O objectivo mais urgente que estabelecemos - a tal organização, no momento em que deixa o estágio inicial experimental para uma primeira campanha pública - é a tomada da UNESCO. A burocratização, unificada em escala mundial, da arte e de toda a cultura é um fenómeno novo que expressa o profundo parentesco dos sistemas sociais coexistentes no mundo, sobre a base da conservação eclética e a reprodução do passado. A resposta dos artistas revolucionários a estas novas condições deve ser um novo tipo de acção. Como a existência desta concentração administrativa da cultura, localizada numa construção única, favorece o roubo por meio do golpe e como a instituição é completamente destituída de qualquer senso de uso fora de nossa perspectiva subversiva, nos achamos justificados diante dos nossos contemporâneos para tomarmos tal aparato. É o que faremos.

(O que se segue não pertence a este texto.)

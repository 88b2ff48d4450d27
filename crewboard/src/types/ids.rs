//! ULID-backed identifier newtypes
//!
//! Ids are lexicographically sortable strings, so id order is creation
//! order and tables iterating by id stay deterministic.

use serde::{Deserialize, Serialize};
use ulid::Ulid;

macro_rules! id_type {
    ($(#[$meta:meta])* $name:ident) => {
        $(#[$meta])*
        #[derive(Debug, Clone, PartialEq, Eq, PartialOrd, Ord, Hash, Serialize, Deserialize)]
        #[serde(transparent)]
        pub struct $name(String);

        impl $name {
            /// Generate a new identifier
            pub fn new() -> Self {
                Self(Ulid::new().to_string())
            }

            /// Wrap an existing identifier string
            pub fn from_string(id: impl Into<String>) -> Self {
                Self(id.into())
            }

            pub fn as_str(&self) -> &str {
                &self.0
            }
        }

        impl Default for $name {
            fn default() -> Self {
                Self::new()
            }
        }

        impl std::fmt::Display for $name {
            fn fmt(&self, f: &mut std::fmt::Formatter<'_>) -> std::fmt::Result {
                write!(f, "{}", self.0)
            }
        }

        impl From<String> for $name {
            fn from(id: String) -> Self {
                Self(id)
            }
        }

        impl From<&str> for $name {
            fn from(id: &str) -> Self {
                Self(id.to_string())
            }
        }
    };
}

id_type!(
    /// Identifies a user
    UserId
);
id_type!(
    /// Identifies a project
    ProjectId
);
id_type!(
    /// Identifies a group
    GroupId
);
id_type!(
    /// Identifies a group membership row
    GroupMemberId
);
id_type!(
    /// Identifies a group-to-project delegation row
    GroupProjectId
);
id_type!(
    /// Identifies a board
    BoardId
);
id_type!(
    /// Identifies a reusable stage definition
    StageId
);
id_type!(
    /// Identifies a stage's placement on a board
    BoardStageId
);
id_type!(
    /// Identifies a ticket
    TicketId
);
id_type!(
    /// Identifies one ticket history entry
    TicketHistoryId
);
id_type!(
    /// Identifies a group approval request
    ApprovalRequestId
);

Estamos decididos em tomar posse da UNESCO, mesmo que por pouco, já que estamos seguros de fazer disso rapidamente uma obra que permanecerá, para esclarecer uma longa série de perguntas, como a mais significativa: Quais deverão ser os principais caracteres da nova cultura e como ela se compararia com a arte antiga?
Contra o espectáculo reinante, a cultura situacionista realizada introduz a participação total.

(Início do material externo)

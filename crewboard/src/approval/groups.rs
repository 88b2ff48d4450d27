//! ListPendingGroups command

use async_trait::async_trait;

use crewboard_query::QueryOptions;

use crate::context::CrewboardContext;
use crate::error::{CrewboardError, Result};
use crate::execute::Execute;
use crate::types::{ApprovalStatus, Group, GroupApprovalRequest, Project, ProjectId};

/// List the groups waiting for approval on a project, sorted by name
#[derive(Debug)]
pub struct ListPendingGroups {
    /// Project whose queue to show
    pub project_id: ProjectId,
}

impl ListPendingGroups {
    /// Create a new ListPendingGroups command
    pub fn new(project_id: ProjectId) -> Self {
        Self { project_id }
    }
}

#[async_trait]
impl Execute for ListPendingGroups {
    type Output = Vec<Group>;

    async fn execute(&self, ctx: &CrewboardContext) -> Result<Vec<Group>> {
        let mut uow = ctx.begin();

        uow.repo::<Project>()
            .get_by_id(&self.project_id)
            .await
            .ok_or_else(|| CrewboardError::not_found("project", &self.project_id))?;

        let project_id = self.project_id.clone();
        let requests = uow
            .repo::<GroupApprovalRequest>()
            .list(
                &QueryOptions::new().with_filter(move |r: &GroupApprovalRequest| {
                    r.project_id == project_id && r.status == ApprovalStatus::Pending
                }),
            )
            .await?;

        let mut groups = Vec::with_capacity(requests.len());
        for request in &requests {
            let group = uow
                .repo::<Group>()
                .get_by_id(&request.group_id)
                .await
                .ok_or_else(|| CrewboardError::not_found("group", &request.group_id))?;
            groups.push(group);
        }
        groups.sort_by(|a, b| a.name.cmp(&b.name));
        Ok(groups)
    }
}
//! Shared fixtures for this crate's unit tests

use serde::{Deserialize, Serialize};

use crewboard_query::{SortKey, Sortable};

use crate::entity::{Entity, Schema, Stored};
use crate::table::Table;

#[derive(Debug, Clone, PartialEq, Serialize, Deserialize)]
pub struct Doc {
    pub id: String,
    pub title: String,
    pub rank: i64,
}

impl Entity for Doc {
    type Id = String;

    const KIND: &'static str = "doc";

    fn id(&self) -> String {
        self.id.clone()
    }
}

impl Sortable for Doc {
    fn sort_fields() -> &'static [&'static str] {
        &["title", "rank"]
    }

    fn sort_key(&self, field: &str) -> Option<SortKey> {
        match field {
            "title" => Some(SortKey::Text(self.title.clone())),
            "rank" => Some(SortKey::Int(self.rank)),
            _ => None,
        }
    }
}

#[derive(Debug, Clone, Default, Serialize, Deserialize)]
pub struct Docs {
    pub docs: Table<Doc>,
}

impl Schema for Docs {}

impl Stored<Docs> for Doc {
    fn table(schema: &Docs) -> &Table<Doc> {
        &schema.docs
    }

    fn table_mut(schema: &mut Docs) -> &mut Table<Doc> {
        &mut schema.docs
    }
}

pub fn doc(id: &str, title: &str, rank: i64) -> Doc {
    Doc {
        id: id.into(),
        title: title.into(),
        rank,
    }
}
//! RequestGroupApproval command

use async_trait::async_trait;
use tracing::info;

use crewboard_query::QueryOptions;
use crewboard_store::{Stored, StoreError};

use crate::context::CrewboardContext;
use crate::error::{CrewboardError, Result};
use crate::execute::Execute;
use crate::types::{ApprovalStatus, Group, GroupApprovalRequest, GroupId, Project, ProjectId};

/// Ask for a group to be attached to a project
///
/// The request starts pending and waits for [`ApproveGroup`] or
/// [`RejectGroup`]. At most one pending request may exist per project and
/// group pair; resolved requests stay in the store as an audit record and
/// do not block a new one.
///
/// [`ApproveGroup`]: crate::approval::ApproveGroup
/// [`RejectGroup`]: crate::approval::RejectGroup
#[derive(Debug)]
pub struct RequestGroupApproval {
    /// Project the group should work on
    pub project_id: ProjectId,
    /// Group awaiting approval
    pub group_id: GroupId,
}

impl RequestGroupApproval {
    /// Create a new RequestGroupApproval command
    pub fn new(project_id: ProjectId, group_id: GroupId) -> Self {
        Self {
            project_id,
            group_id,
        }
    }
}

#[async_trait]
impl Execute for RequestGroupApproval {
    type Output = GroupApprovalRequest;

    async fn execute(&self, ctx: &CrewboardContext) -> Result<GroupApprovalRequest> {
        let mut uow = ctx.begin();

        uow.repo::<Project>()
            .get_by_id(&self.project_id)
            .await
            .ok_or_else(|| CrewboardError::not_found("project", &self.project_id))?;
        uow.repo::<Group>()
            .get_by_id(&self.group_id)
            .await
            .ok_or_else(|| CrewboardError::not_found("group", &self.group_id))?;

        let project_id = self.project_id.clone();
        let group_id = self.group_id.clone();
        let pending = uow
            .repo::<GroupApprovalRequest>()
            .get(
                &QueryOptions::new().with_filter(move |r: &GroupApprovalRequest| {
                    r.project_id == project_id
                        && r.group_id == group_id
                        && r.status == ApprovalStatus::Pending
                }),
            )
            .await?;
        if pending.is_some() {
            return Err(CrewboardError::pending_request_exists(
                &self.project_id,
                &self.group_id,
            ));
        }

        let project_id = self.project_id.clone();
        let group_id = self.group_id.clone();
        uow.guard(move |tables| {
            let racing = GroupApprovalRequest::table(tables).rows().any(|v| {
                v.row.project_id == project_id
                    && v.row.group_id == group_id
                    && v.row.status == ApprovalStatus::Pending
            });
            if racing {
                return Err(StoreError::constraint("approval request already pending"));
            }
            Ok(())
        });

        let request = GroupApprovalRequest::new(self.project_id.clone(), self.group_id.clone());
        uow.repo::<GroupApprovalRequest>().insert(request.clone());
        uow.save().await?;

        info!(
            project_id = %self.project_id,
            group_id = %self.group_id,
            "requested group approval"
        );
        Ok(request)
    }
}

Contra a arte conservada, é uma organização do momento vivido directamente.
Contra a arte parcelar, será uma prática global que se dirija ao mesmo tempo sobre todos os elementos utilizados. Tende naturalmente a uma produção colectiva e, sem dúvida, anónima (pelo menos na medida em que, ao não estar as obras armazenadas como mercadorias, tal cultura não estará dominada pela necessidade de deixar traços). As suas experiências propõem-se, como mínimo, uma revolução do comportamento e um urbanismo unitário, dinâmico, susceptível de se estender ao planeta inteiro; e de ser prolongado seguidamente a todos os planetas habitáveis.
Contra a arte unilateral, a cultura situacionista será uma arte do diálogo, uma arte da interacção. Os artistas – com toda a cultura visível – chegaram a estar completamente separados da sociedade, do mesmo modo que estão separados entre si pela concorrência. Mas antes inclusive deste corredor sem saída do capitalismo, a arte era essencialmente unilateral, sem resposta. Superará esta era fechada do primitivismo por meio de uma comunicação completa.

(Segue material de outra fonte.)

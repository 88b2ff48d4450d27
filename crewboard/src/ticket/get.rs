//! GetTicket command

use async_trait::async_trait;
use serde::Serialize;

use crewboard_query::{QueryOptions, Sort};

use crate::context::CrewboardContext;
use crate::error::{CrewboardError, Result};
use crate::execute::Execute;
use crate::types::{Ticket, TicketHistory, TicketId};

/// A ticket together with its change history, oldest first
#[derive(Debug, Clone, PartialEq, Serialize)]
pub struct TicketWithHistory {
    pub ticket: Ticket,
    pub history: Vec<TicketHistory>,
}

/// Fetch one ticket and its history by id
#[derive(Debug)]
pub struct GetTicket {
    /// Ticket to fetch
    pub ticket_id: TicketId,
}

impl GetTicket {
    /// Create a new GetTicket command
    pub fn new(ticket_id: TicketId) -> Self {
        Self { ticket_id }
    }
}

#[async_trait]
impl Execute for GetTicket {
    type Output = TicketWithHistory;

    async fn execute(&self, ctx: &CrewboardContext) -> Result<TicketWithHistory> {
        let mut uow = ctx.begin();

        let ticket = uow
            .repo::<Ticket>()
            .get_by_id(&self.ticket_id)
            .await
            .ok_or_else(|| CrewboardError::not_found("ticket", &self.ticket_id))?;

        let ticket_id = self.ticket_id.clone();
        let history = uow
            .repo::<TicketHistory>()
            .list(
                &QueryOptions::new()
                    .with_filter(move |h: &TicketHistory| h.ticket_id == ticket_id)
                    .with_sort(Sort::asc("changed_at")),
            )
            .await?;

        Ok(TicketWithHistory { ticket, history })
    }
}
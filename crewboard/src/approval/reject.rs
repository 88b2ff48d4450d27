//! RejectGroup command

use async_trait::async_trait;
use tracing::info;

use crewboard_query::QueryOptions;

use crate::context::CrewboardContext;
use crate::error::{CrewboardError, Result};
use crate::execute::Execute;
use crate::types::{ApprovalStatus, GroupApprovalRequest, GroupId, ProjectId};

/// Reject a pending group request
///
/// The request is kept with its decision recorded; the group is not
/// attached to the project. A rejected pair can be requested again later.
#[derive(Debug)]
pub struct RejectGroup {
    /// Project the request was raised for
    pub project_id: ProjectId,
    /// Group being rejected
    pub group_id: GroupId,
}

impl RejectGroup {
    /// Create a new RejectGroup command
    pub fn new(project_id: ProjectId, group_id: GroupId) -> Self {
        Self {
            project_id,
            group_id,
        }
    }
}

#[async_trait]
impl Execute for RejectGroup {
    type Output = GroupApprovalRequest;

    async fn execute(&self, ctx: &CrewboardContext) -> Result<GroupApprovalRequest> {
        let mut uow = ctx.begin();

        let project_id = self.project_id.clone();
        let group_id = self.group_id.clone();
        let mut request = uow
            .repo::<GroupApprovalRequest>()
            .get(
                &QueryOptions::new().with_filter(move |r: &GroupApprovalRequest| {
                    r.project_id == project_id
                        && r.group_id == group_id
                        && r.status == ApprovalStatus::Pending
                }),
            )
            .await?
            .ok_or_else(|| {
                CrewboardError::not_found("pending approval request", &self.group_id)
            })?;

        request.reject(ctx.user_id().clone());
        uow.repo::<GroupApprovalRequest>().update(request.clone()).await?;
        uow.save().await?;

        info!(
            project_id = %self.project_id,
            group_id = %self.group_id,
            decided_by = %ctx.user_id(),
            "rejected group for project"
        );
        Ok(request)
    }
}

Ao serem todos artistas, num estágio avançado, isto é, inseparavelmente produtor-consumidor de uma criação cultural, assistir-se-á à dissolução rápida do critério linear de novidade. Ao tornar-se toda a gente, por assim dizer, situacionista, ver-se-á uma inflação multidimensional de tendências, de experiências, de "escolas" radicalmente diferentes e isto já não sucessivamente, mas simultaneamente.
Inauguramos agora o que será, historicamente, o último dos ofícios. O papel de situacionista, de amador-profissional, de anti-especialista, é ainda uma especialização até o momento da abundância económica e mental, no qual todos se tornarão "artistas", de uma forma que os artistas não alcançaram: a construção da própria vida.
Entretanto, o último ofício da história é tão próximo da sociedade sem divisão permanente do trabalho, que quando aparece, o seu estado de ofício foi negado.
Aos que não nos compreenderam bem dizemos com um irredutível desprezo: os situacionistas, de quem vocês acreditam ser os juízes, julgar-vos-ão um dia. Esperamos por vocês no momento crucial em que é a inevitável a liquidação do mundo da escassez, sob todas as suas formas. Estes são os nossos fins e serão os fins futuros da humanidade.